Alpine mitrewort is a perennial with several leafless stems arising from 15-35 cm above several basal leaves. The stems are either entirely bare or may have 1-2 bracts or very reduced leaves. The herbage ranges from entirely smooth to glandular-hairy. The leaf blades are ovate heart-shaped with 5-9 very shallow and indistinct lobes. The leaf petioles are up to twice as long as the leaf blades, which are 2-5 cm wide.

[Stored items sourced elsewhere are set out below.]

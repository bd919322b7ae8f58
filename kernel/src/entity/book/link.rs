use vodca::{AsRefln, Fromln};

#[derive(Debug, Clone, Eq, PartialEq, Fromln, AsRefln)]
pub struct BookLink(String);

impl BookLink {
    pub fn new(link: impl Into<String>) -> Self {
        Self(link.into())
    }

    pub fn parse(link: Option<String>) -> Option<Self> {
        link.map(|link| link.trim().to_string())
            .filter(|link| !link.is_empty())
            .map(Self)
    }
}

#[cfg(test)]
mod test {
    use super::BookLink;

    #[test]
    fn blank_link_is_absent() {
        assert_eq!(BookLink::parse(None), None);
        assert_eq!(BookLink::parse(Some(String::new())), None);
        assert_eq!(BookLink::parse(Some("   ".to_string())), None);
        assert_eq!(
            BookLink::parse(Some(" https://example.org/hobbit ".to_string())),
            Some(BookLink::new("https://example.org/hobbit"))
        );
    }
}
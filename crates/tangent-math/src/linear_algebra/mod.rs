//! Linear algebra utilities.
//!
//! Dense helpers for the small, square systems that show up in allocation
//! problems: covariance quadratic forms and the KKT systems solved inside
//! the SQP subproblem.

use crate::error::{MathError, MathResult};
use nalgebra::{DMatrix, DVector};

/// Pivot magnitude, relative to the largest entry, below which a matrix is
/// treated as singular.
const PIVOT_EPSILON: f64 = 1e-14;

/// Dot product of two equal-length slices.
///
/// Extra trailing entries in the longer slice are ignored.
#[must_use]
pub fn dot(a: &[f64], b: &[f64]) -> f64 {
    a.iter().zip(b).map(|(x, y)| x * y).sum()
}

/// Matrix-vector product for a row-major matrix.
#[must_use]
pub fn mat_vec(matrix: &[Vec<f64>], v: &[f64]) -> Vec<f64> {
    matrix.iter().map(|row| dot(row, v)).collect()
}

/// Quadratic form `vᵀ M v`.
#[must_use]
pub fn quadratic_form(matrix: &[Vec<f64>], v: &[f64]) -> f64 {
    dot(v, &mat_vec(matrix, v))
}

/// Returns true if every row has as many entries as there are rows.
#[must_use]
pub fn is_square(matrix: &[Vec<f64>]) -> bool {
    let n = matrix.len();
    matrix.iter().all(|row| row.len() == n)
}

/// Returns true if the matrix is square and `|m[i][j] - m[j][i]| <= tol`.
#[must_use]
pub fn is_symmetric(matrix: &[Vec<f64>], tol: f64) -> bool {
    if !is_square(matrix) {
        return false;
    }
    let n = matrix.len();
    (0..n).all(|i| (i + 1..n).all(|j| (matrix[i][j] - matrix[j][i]).abs() <= tol))
}

/// LU factorization with partial pivoting: `P A = L U`.
#[derive(Debug, Clone)]
pub struct LuDecomposition {
    /// Unit lower triangular factor.
    pub l: DMatrix<f64>,
    /// Upper triangular factor.
    pub u: DMatrix<f64>,
    /// Row permutation: row `i` of `P A` is row `perm[i]` of `A`.
    pub perm: Vec<usize>,
}

/// Performs LU decomposition of a square matrix with partial pivoting.
///
/// Returns `L`, `U` and the row permutation such that `P A = L U`. Pivoting
/// is required for the saddle-point KKT matrices the SQP solver builds,
/// whose trailing diagonal block is zero.
pub fn lu_decomposition(matrix: &DMatrix<f64>) -> MathResult<LuDecomposition> {
    let n = matrix.nrows();
    if n != matrix.ncols() {
        return Err(MathError::invalid_input("Matrix must be square for LU decomposition"));
    }

    let threshold = PIVOT_EPSILON * matrix.amax();
    let mut l = DMatrix::identity(n, n);
    let mut u = matrix.clone();
    let mut perm: Vec<usize> = (0..n).collect();

    for k in 0..n {
        let mut pivot_row = k;
        let mut pivot_val = u[(k, k)].abs();
        for i in k + 1..n {
            if u[(i, k)].abs() > pivot_val {
                pivot_val = u[(i, k)].abs();
                pivot_row = i;
            }
        }

        // Also rejects NaN pivots and the all-zero matrix.
        if !(pivot_val > threshold) {
            return Err(MathError::SingularMatrix);
        }

        if pivot_row != k {
            u.swap_rows(k, pivot_row);
            perm.swap(k, pivot_row);
            // Only the already-computed multipliers move with the row.
            for j in 0..k {
                let tmp = l[(k, j)];
                l[(k, j)] = l[(pivot_row, j)];
                l[(pivot_row, j)] = tmp;
            }
        }

        for i in k + 1..n {
            let factor = u[(i, k)] / u[(k, k)];
            l[(i, k)] = factor;

            for j in k..n {
                u[(i, j)] -= factor * u[(k, j)];
            }
        }
    }

    Ok(LuDecomposition { l, u, perm })
}

/// Solves a linear system Ax = b using pivoted LU decomposition.
pub fn solve_linear_system(a: &DMatrix<f64>, b: &DVector<f64>) -> MathResult<DVector<f64>> {
    let n = a.nrows();
    if n != a.ncols() {
        return Err(MathError::invalid_input("Matrix must be square"));
    }
    if n != b.len() {
        return Err(MathError::square_mismatch(n, b.len()));
    }

    let LuDecomposition { l, u, perm } = lu_decomposition(a)?;

    // Solve Ly = Pb (forward substitution)
    let mut y = DVector::zeros(n);
    for i in 0..n {
        let mut sum = b[perm[i]];
        for j in 0..i {
            sum -= l[(i, j)] * y[j];
        }
        y[i] = sum;
    }

    // Solve Ux = y (back substitution)
    let mut x = DVector::zeros(n);
    for i in (0..n).rev() {
        let mut sum = y[i];
        for j in i + 1..n {
            sum -= u[(i, j)] * x[j];
        }
        x[i] = sum / u[(i, i)];
    }

    Ok(x)
}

The inflorescence is a raceme of 6-25 flowers (The flowers may occasionally be found as a panicle.). The calyx is a wide saucer from 3-4 mm wide. The calyx lobes are triangular and either spreading or recurved. The green petals are 2-3 mm long and linear with 8 (4-10) fringed lobes spreading to each side of the petal. The 5 stamens are opposite the petals which is different from most of the other northwest mitreworts, which have the stamens opposite the calyx lobes.
Five-stamened mitrewort may be found in moist mountain meadows and in most woods, especially near streams, springs, and bogs.
Five-stamened mitrewort may be found from Alaska south along the coast to northern California and then into the Sierra Nevada. To the east, it may be found to Alberta and south in the Rocky Mts. to Colorado. It may also be found in the Wallowa Mts. of northeastern Oregon.
Alpine mitrewort seen along the South Tieton Trail #1120 crossing of Long Creek in Conrad Meadows, Wenatchee National Forest..........June 27, 2013.